The last episode of Numbers I watched, the floppy haired maths guy suggested a tit-for-tat strategy with an assassin who promised to give up his scores. Tit-for-tat, as you know, is the way to solve the ‘failure of the commons’ problem. You trust first, and if the other person behaves well, you keep trusting. If they misbehave, you ‘tat’ – or punish them. All’s well if you make clear that’s what you’re doing – the opposition fall in line and behaves. Self preservation prevails. If you don’t pass on the information, well, it’s Dr Strangelove all over again.

Tit-for-tat, in the case of the assassin, did not work. The killer lied. The chisel faced, but tortured, mathematics genius then suggested tit-for-tit-for-tat. The idea behind this strategy is that. Once you’ve punished, yet the opposition has not responded by cooperating, well, be stern, think about it, but, well, give them another go. In repeated computer simulations, as in life, this works well. It certainly did in Numbers. It generally does in a successful society. On account of the general high level of trust.

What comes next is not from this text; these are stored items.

// Copyright (c) 2024-2025 DeepGraph Inc.
// SPDX-License-Identifier: Apache-2.0
//
//! Authentication and request context consumed by access decisions
//!
//! Authentication itself happens elsewhere. The access layer only looks at the
//! user name and the set of granted authority names. The request context
//! describes the OWS service/operation being served and is passed explicitly
//! into every decision instead of living in thread-local state.

use once_cell::sync::Lazy;
use serde::{Deserialize, Serialize};
use std::collections::BTreeSet;
use std::fmt;

/// Role granted to everybody that did not log in
pub const ROLE_ANONYMOUS: &str = "ROLE_ANONYMOUS";

/// Role granted to every logged in user
pub const ROLE_AUTHENTICATED: &str = "ROLE_AUTHENTICATED";

/// Full administrator role, bypasses every check
pub const ROLE_ADMINISTRATOR: &str = "ROLE_ADMINISTRATOR";

/// Administrator of users and groups
pub const ROLE_GROUP_ADMIN: &str = "ROLE_GROUP_ADMIN";

/// Sentinel role set entry meaning "everybody"
pub const ANY_ROLE: &str = "*";

static RESERVED_ROLES: Lazy<BTreeSet<&'static str>> = Lazy::new(|| {
    [
        ROLE_ANONYMOUS,
        ROLE_AUTHENTICATED,
        ROLE_ADMINISTRATOR,
        ROLE_GROUP_ADMIN,
        ANY_ROLE,
    ]
    .into_iter()
    .collect()
});

/// System roles granted by the security layer itself, never stored by a role
/// service
pub fn is_reserved_role(name: &str) -> bool {
    RESERVED_ROLES.contains(name)
}

/// The authenticated principal a decision is made for
#[derive(Debug, Clone, PartialEq, Eq, Serialize, Deserialize)]
pub struct Authentication {
    username: Option<String>,
    authorities: BTreeSet<String>,
}

impl Authentication {
    /// Anonymous access, holding only [`ROLE_ANONYMOUS`]
    pub fn anonymous() -> Self {
        let mut authorities = BTreeSet::new();
        authorities.insert(ROLE_ANONYMOUS.to_string());
        Self {
            username: None,
            authorities,
        }
    }

    /// A named user holding the given authorities
    pub fn user<I, S>(username: &str, authorities: I) -> Self
    where
        I: IntoIterator<Item = S>,
        S: Into<String>,
    {
        Self {
            username: Some(username.to_string()),
            authorities: authorities.into_iter().map(Into::into).collect(),
        }
    }

    pub fn username(&self) -> Option<&str> {
        self.username.as_deref()
    }

    pub fn is_anonymous(&self) -> bool {
        self.username.is_none()
    }

    pub fn authorities(&self) -> &BTreeSet<String> {
        &self.authorities
    }

    pub fn has_authority(&self, authority: &str) -> bool {
        self.authorities.contains(authority)
    }

    /// True when at least one of `roles` is held
    pub fn has_any_authority(&self, roles: &BTreeSet<String>) -> bool {
        // iterate the smaller set
        if roles.len() < self.authorities.len() {
            roles.iter().any(|r| self.authorities.contains(r))
        } else {
            self.authorities.iter().any(|a| roles.contains(a))
        }
    }

    pub fn with_authority(mut self, authority: &str) -> Self {
        self.authorities.insert(authority.to_string());
        self
    }
}

impl fmt::Display for Authentication {
    fn fmt(&self, f: &mut fmt::Formatter<'_>) -> fmt::Result {
        match &self.username {
            Some(name) => write!(f, "{}", name)?,
            None => write!(f, "<anonymous>")?,
        }
        let roles: Vec<&str> = self.authorities.iter().map(String::as_str).collect();
        write!(f, " [{}]", roles.join(","))
    }
}

/// The OWS request being served, if any
///
/// `service` and `request` follow the OWS naming (`WMS`, `GetCapabilities`).
/// `admin` marks administrative requests coming from the GUI or REST API,
/// for which workspace visibility requires the ADMIN access mode.
#[derive(Debug, Clone, Default, PartialEq, Eq, Serialize, Deserialize)]
pub struct RequestContext {
    service: Option<String>,
    request: Option<String>,
    admin: bool,
}

impl RequestContext {
    /// No OWS request in progress
    pub fn none() -> Self {
        Self::default()
    }

    pub fn ows(service: &str, request: &str) -> Self {
        Self {
            service: Some(service.to_string()),
            request: Some(request.to_string()),
            admin: false,
        }
    }

    /// An administrative (GUI/REST) request
    pub fn admin() -> Self {
        Self {
            service: None,
            request: None,
            admin: true,
        }
    }

    pub fn service(&self) -> Option<&str> {
        self.service.as_deref()
    }

    pub fn request(&self) -> Option<&str> {
        self.request.as_deref()
    }

    pub fn is_admin_request(&self) -> bool {
        self.admin
    }

    pub fn is_get_capabilities(&self) -> bool {
        self.request
            .as_deref()
            .map(|r| r.eq_ignore_ascii_case("GetCapabilities"))
            .unwrap_or(false)
    }

    /// Layer group containment gates member visibility unless a non-WMS
    /// service is being served
    pub fn applies_group_containment(&self) -> bool {
        match self.service.as_deref() {
            Some(service) => service.eq_ignore_ascii_case("WMS"),
            None => true,
        }
    }
}

/// Authentication plus request, threaded through every decision call
#[derive(Debug, Clone, PartialEq, Eq)]
pub struct SecurityContext {
    pub auth: Authentication,
    pub request: RequestContext,
}

impl SecurityContext {
    pub fn new(auth: Authentication, request: RequestContext) -> Self {
        Self { auth, request }
    }

    pub fn anonymous() -> Self {
        Self::new(Authentication::anonymous(), RequestContext::none())
    }

    /// Same authentication, different request
    pub fn with_request(&self, request: RequestContext) -> Self {
        Self::new(self.auth.clone(), request)
    }
}

impl From<Authentication> for SecurityContext {
    fn from(auth: Authentication) -> Self {
        Self::new(auth, RequestContext::none())
    }
}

But in the computer simulations tit-for-tit-for-tit-for-tat, that is one more level of trust, well, that is suboptimal. Forgive once, forgive twice, but three times, well, you’re hurting yourself. It strikes me that the financials are asking us to forgive them thrice. They want us to forgive them for their over-exuberance, er, ok. They want us to forgive them for their failure, well, er, maybe yes, ok. And they want us to forgive them for ‘maintaining confidence’ – the banking sector’s new economics of truth. Fine, most of the time. But when conditions are deteriorating materially again, well, personally I’m not into self harm.

The night before last, I stayed up ‘til 3am. And I’m ashamed to admit that there was no alcohol or drugs involved. I was reading David Einhorn’s ‘Fooling some of the people all of the time’. What turns this book from the good – something well written and financially wordly-wise, like the Zurich Axioms, to the great – is the moral truth of the thing. If most players in the world, in the face of abuse, are a bunch of ‘tits’, this guy is the ‘tat’. And he tells you why. In rather a lot of detail.

The question here, is how many people, faced with the third round of abuse from the financials, will turn from ‘tit’ to ‘tat’. My guess is that self preservation will rule. Most people, most of the time, don’t actually want to hurt themselves.